Alcoholic hepatitis (AH) is a severe, potentially life‐threatening form of alcohol‐associated liver disease (ALD) with limited therapeutic options. Existing evidence indicates that cholestasis and biliary dysfunction are common in AH patients and can worsen the prognosis. However, most ALD murine models used today can only recapitulate hepatic steatosis with limited features of AH, which significantly curbs research related to ALD pathogenesis. To develop a murine model that is feasible and less time‐consuming, we included a subtoxic dose of α‐naphthylisothiocyanate (ANIT), a well‐studied intrahepatic cholestasis inducer, in an alcohol feeding model, as a second hit. Mice were fed with an ethanol diet (EtOH) for 10 days or 4 weeks, followed by ANIT administration 48 hours before sample collection. Our results showed that ANIT did not cause overt liver injury in pair‐fed mice, but an observable increase in serum levels of AST in mice fed EtOH for 10 days. Remarkably, in the 4‐week ALD model, serum levels of ALT, AST, total bile acids (TBA), and hepatic levels of TBA were all significantly increased in mice given EtOH and ANIT, indicating a synergistic effect of EtOH and ANIT on liver injury that is dependent on EtOH feeding. In the liver, 4‐week EtOH‐fed mice displayed cholangitis, lytic cell death, and neutrophil infiltration around the periportal area following ANIT treatment as shown by H&E and LY6G staining. In contrast, pair‐fed mice did not show abnormal liver histology following ANIT treatment. Expression of several inflammation‐related genes that are increased in livers from AH patients were analyzed. Consistent with histological observations, hepatic expression of genes like Cxcl1, Ccl2, Ccl20, and Lcn2 were significantly increased in 4‐week EtOH‐fed mice following ANIT treatment, suggesting that ANIT synergistically enhanced EtOH‐induced immune response in the liver.
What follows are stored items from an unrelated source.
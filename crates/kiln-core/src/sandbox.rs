//! Sandbox type - one ephemeral container bound to a single execution.

use crate::error::{CoreError, Result};
use crate::language::LanguageProfile;
use bytes::Bytes;
use chrono::{DateTime, Utc};
use kiln_container::{
    Attached, ContainerConfig, ContainerError, ContainerId, ContainerRuntime, WORKING_DIR,
};
use std::fmt;
use std::sync::Arc;
use tokio::task::JoinHandle;
use uuid::Uuid;

/// Unique identifier for a sandbox.
#[derive(Debug, Clone, Copy, PartialEq, Eq, Hash)]
pub struct SandboxId(Uuid);

impl SandboxId {
    /// Create a new random sandbox ID.
    pub fn new() -> Self {
        Self(Uuid::new_v4())
    }

    /// Get the underlying UUID.
    pub fn as_uuid(&self) -> Uuid {
        self.0
    }
}

impl Default for SandboxId {
    fn default() -> Self {
        Self::new()
    }
}

impl fmt::Display for SandboxId {
    fn fmt(&self, f: &mut fmt::Formatter<'_>) -> fmt::Result {
        write!(f, "{}", self.0)
    }
}

impl From<Uuid> for SandboxId {
    fn from(uuid: Uuid) -> Self {
        Self(uuid)
    }
}

/// Lifecycle state of a sandbox.
///
/// ```text
/// Created ──▶ Started ──▶ Running ──▶ Completed
///    │           │           └──────▶ Killed
///    └───────────┴──────────────────▶ CrashedAtSetup
/// ```
#[derive(Debug, Clone, Copy, PartialEq, Eq)]
pub enum SandboxState {
    /// Container exists and is configured, source not yet started.
    Created,
    /// Start call accepted by the runtime.
    Started,
    /// Output is being collected under the deadline.
    Running,
    /// Process exited on its own.
    Completed,
    /// Process was killed at its deadline.
    Killed,
    /// Setup failed before the process ran.
    CrashedAtSetup,
}

impl SandboxState {
    /// Whether no further transitions are possible.
    pub fn is_terminal(&self) -> bool {
        matches!(self, Self::Completed | Self::Killed | Self::CrashedAtSetup)
    }
}

impl fmt::Display for SandboxState {
    fn fmt(&self, f: &mut fmt::Formatter<'_>) -> fmt::Result {
        match self {
            Self::Created => write!(f, "Created"),
            Self::Started => write!(f, "Started"),
            Self::Running => write!(f, "Running"),
            Self::Completed => write!(f, "Completed"),
            Self::Killed => write!(f, "Killed"),
            Self::CrashedAtSetup => write!(f, "CrashedAtSetup"),
        }
    }
}

/// One ephemeral container, used for exactly one execution.
///
/// A sandbox is created configured but not started. The caller injects the
/// source archive, attaches to the output channel, starts it, and finally
/// hands it to [`destroy`](Self::destroy), which consumes it. A sandbox that
/// is dropped without being destroyed schedules its own removal.
pub struct Sandbox {
    id: SandboxId,
    name: String,
    container: ContainerId,
    runtime: Arc<dyn ContainerRuntime>,
    profile: &'static LanguageProfile,
    state: SandboxState,
    created_at: DateTime<Utc>,
    exit: Option<JoinHandle<kiln_container::Result<i64>>>,
    armed: bool,
}

impl Sandbox {
    /// Create a container for `profile` (called by the executor).
    ///
    /// The image must already be present. The exit watcher is registered
    /// here, before the container can possibly run, so the exit code is
    /// observed even though the runtime removes the container on exit.
    pub(crate) async fn create(
        runtime: Arc<dyn ContainerRuntime>,
        name_prefix: &str,
        profile: &'static LanguageProfile,
        stdin: bool,
    ) -> Result<Self> {
        let id = SandboxId::new();
        let name = format!("{name_prefix}-{id}");
        tracing::debug!(
            sandbox_id = %id,
            language = profile.id,
            image = profile.image,
            stdin,
            "Creating sandbox"
        );

        let config = ContainerConfig::builder()
            .image(profile.image)
            .command(profile.command.iter().copied())
            .stdin(stdin)
            .build()?;

        let container = runtime.create(&name, &config).await?;
        let exit = tokio::spawn(runtime.exit_status(&container));

        tracing::debug!(
            sandbox_id = %id,
            container = container.short(),
            "Sandbox created"
        );

        Ok(Self {
            id,
            name,
            container,
            runtime,
            profile,
            state: SandboxState::Created,
            created_at: Utc::now(),
            exit: Some(exit),
            armed: true,
        })
    }

    /// Get the sandbox ID.
    pub fn id(&self) -> SandboxId {
        self.id
    }

    /// Container name as registered with the runtime.
    pub fn name(&self) -> &str {
        &self.name
    }

    /// Runtime-assigned container id.
    pub fn container_id(&self) -> &ContainerId {
        &self.container
    }

    /// Get the current state.
    pub fn state(&self) -> SandboxState {
        self.state
    }

    /// Get the creation timestamp.
    pub fn created_at(&self) -> DateTime<Utc> {
        self.created_at
    }

    /// Profile this sandbox runs.
    pub fn profile(&self) -> &'static LanguageProfile {
        self.profile
    }

    /// Copy the source archive into the working directory.
    pub async fn inject(&self, archive: Bytes) -> Result<()> {
        self.ensure_state(SandboxState::Created)?;
        tracing::trace!(
            sandbox_id = %self.id,
            bytes = archive.len(),
            path = WORKING_DIR,
            "Injecting source archive"
        );
        self.runtime
            .upload_archive(&self.container, WORKING_DIR, archive)
            .await?;
        Ok(())
    }

    /// Attach to the output channel (and stdin, if requested).
    ///
    /// Done before [`start`](Self::start) so no early output is missed.
    pub async fn attach(&self, stdin: bool) -> Result<Attached> {
        self.ensure_state(SandboxState::Created)?;
        tracing::trace!(sandbox_id = %self.id, stdin, "Attaching to sandbox");
        Ok(self.runtime.attach(&self.container, stdin).await?)
    }

    /// Start the container process.
    pub async fn start(&mut self) -> Result<()> {
        self.ensure_state(SandboxState::Created)?;
        self.runtime.start(&self.container).await?;
        self.state = SandboxState::Started;
        tracing::debug!(sandbox_id = %self.id, "Sandbox started");
        Ok(())
    }

    /// Mark the start of output collection.
    pub(crate) fn mark_running(&mut self) {
        if self.state == SandboxState::Started {
            self.state = SandboxState::Running;
        }
    }

    /// Mark a failure that happened before the process ran.
    pub(crate) fn mark_crashed(&mut self) {
        if !self.state.is_terminal() {
            self.state = SandboxState::CrashedAtSetup;
        }
    }

    /// Wait for the process to exit and return its exit code.
    pub async fn wait_exit(&mut self) -> Result<i64> {
        self.ensure_state(SandboxState::Running)?;
        let handle = self.exit.take().ok_or_else(|| CoreError::InvalidState {
            expected: "exit watcher".into(),
            actual: "none".into(),
        })?;

        let code = match handle.await {
            Ok(result) => result?,
            Err(e) => {
                return Err(ContainerError::WaitFailed {
                    id: self.container.to_string(),
                    reason: e.to_string(),
                }
                .into())
            }
        };

        self.state = SandboxState::Completed;
        tracing::debug!(sandbox_id = %self.id, exit_code = code, "Sandbox exited");
        Ok(code)
    }

    /// Kill the process at its deadline.
    ///
    /// The state becomes `Killed` even if the kill request fails; removal
    /// still follows in [`destroy`](Self::destroy).
    pub async fn kill(&mut self) -> Result<()> {
        tracing::warn!(
            sandbox_id = %self.id,
            timeout_ms = self.profile.timeout.as_millis() as u64,
            "Deadline expired, killing sandbox"
        );
        self.state = SandboxState::Killed;
        if let Some(exit) = self.exit.take() {
            exit.abort();
        }
        self.runtime.kill(&self.container).await?;
        Ok(())
    }

    /// Remove the container.
    ///
    /// Consumes the sandbox, so removal is requested exactly once.
    pub async fn destroy(mut self) -> Result<()> {
        let start = std::time::Instant::now();
        tracing::debug!(sandbox_id = %self.id, state = %self.state, "Destroying sandbox");

        if let Some(exit) = self.exit.take() {
            exit.abort();
        }
        let result = self.runtime.remove(&self.container).await;
        self.armed = false;

        match result {
            Ok(()) => {
                tracing::debug!(
                    sandbox_id = %self.id,
                    elapsed_ms = start.elapsed().as_millis() as u64,
                    "Sandbox destroyed"
                );
                Ok(())
            }
            Err(e) => {
                tracing::error!(sandbox_id = %self.id, error = %e, "Failed to remove sandbox");
                Err(e.into())
            }
        }
    }

    fn ensure_state(&self, expected: SandboxState) -> Result<()> {
        if self.state != expected {
            return Err(CoreError::InvalidState {
                expected: expected.to_string(),
                actual: self.state.to_string(),
            });
        }
        Ok(())
    }
}

impl Drop for Sandbox {
    fn drop(&mut self) {
        if let Some(exit) = self.exit.take() {
            exit.abort();
        }
        if !self.armed {
            return;
        }

        // Dropped mid-execution (the request future was cancelled)
        tracing::warn!(sandbox_id = %self.id, "Sandbox dropped without destroy, removing in background");
        let Ok(handle) = tokio::runtime::Handle::try_current() else {
            tracing::error!(sandbox_id = %self.id, "No runtime available, sandbox may leak");
            return;
        };
        let runtime = Arc::clone(&self.runtime);
        let container = self.container.clone();
        handle.spawn(async move {
            if let Err(e) = runtime.remove(&container).await {
                tracing::error!(container = %container, error = %e, "Background removal failed");
            }
        });
    }
}

impl fmt::Debug for Sandbox {
    fn fmt(&self, f: &mut fmt::Formatter<'_>) -> fmt::Result {
        f.debug_struct("Sandbox")
            .field("id", &self.id)
            .field("name", &self.name)
            .field("container", &self.container)
            .field("language", &self.profile.id)
            .field("state", &self.state)
            .field("created_at", &self.created_at)
            .finish_non_exhaustive()
    }
}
Taken together, our results suggest that EtOH‐dependent changes in the liver can cause higher susceptibility to biliary injury and that a subtoxic dose of ANIT pushes alcohol‐associated liver damage towards a more severe phenotype in mice. Overall, our results support a treatment scheme for alcohol‐associated cholestasis that is feasible, less time‐consuming, cost‐effective, and with modulable severity of phenotypes.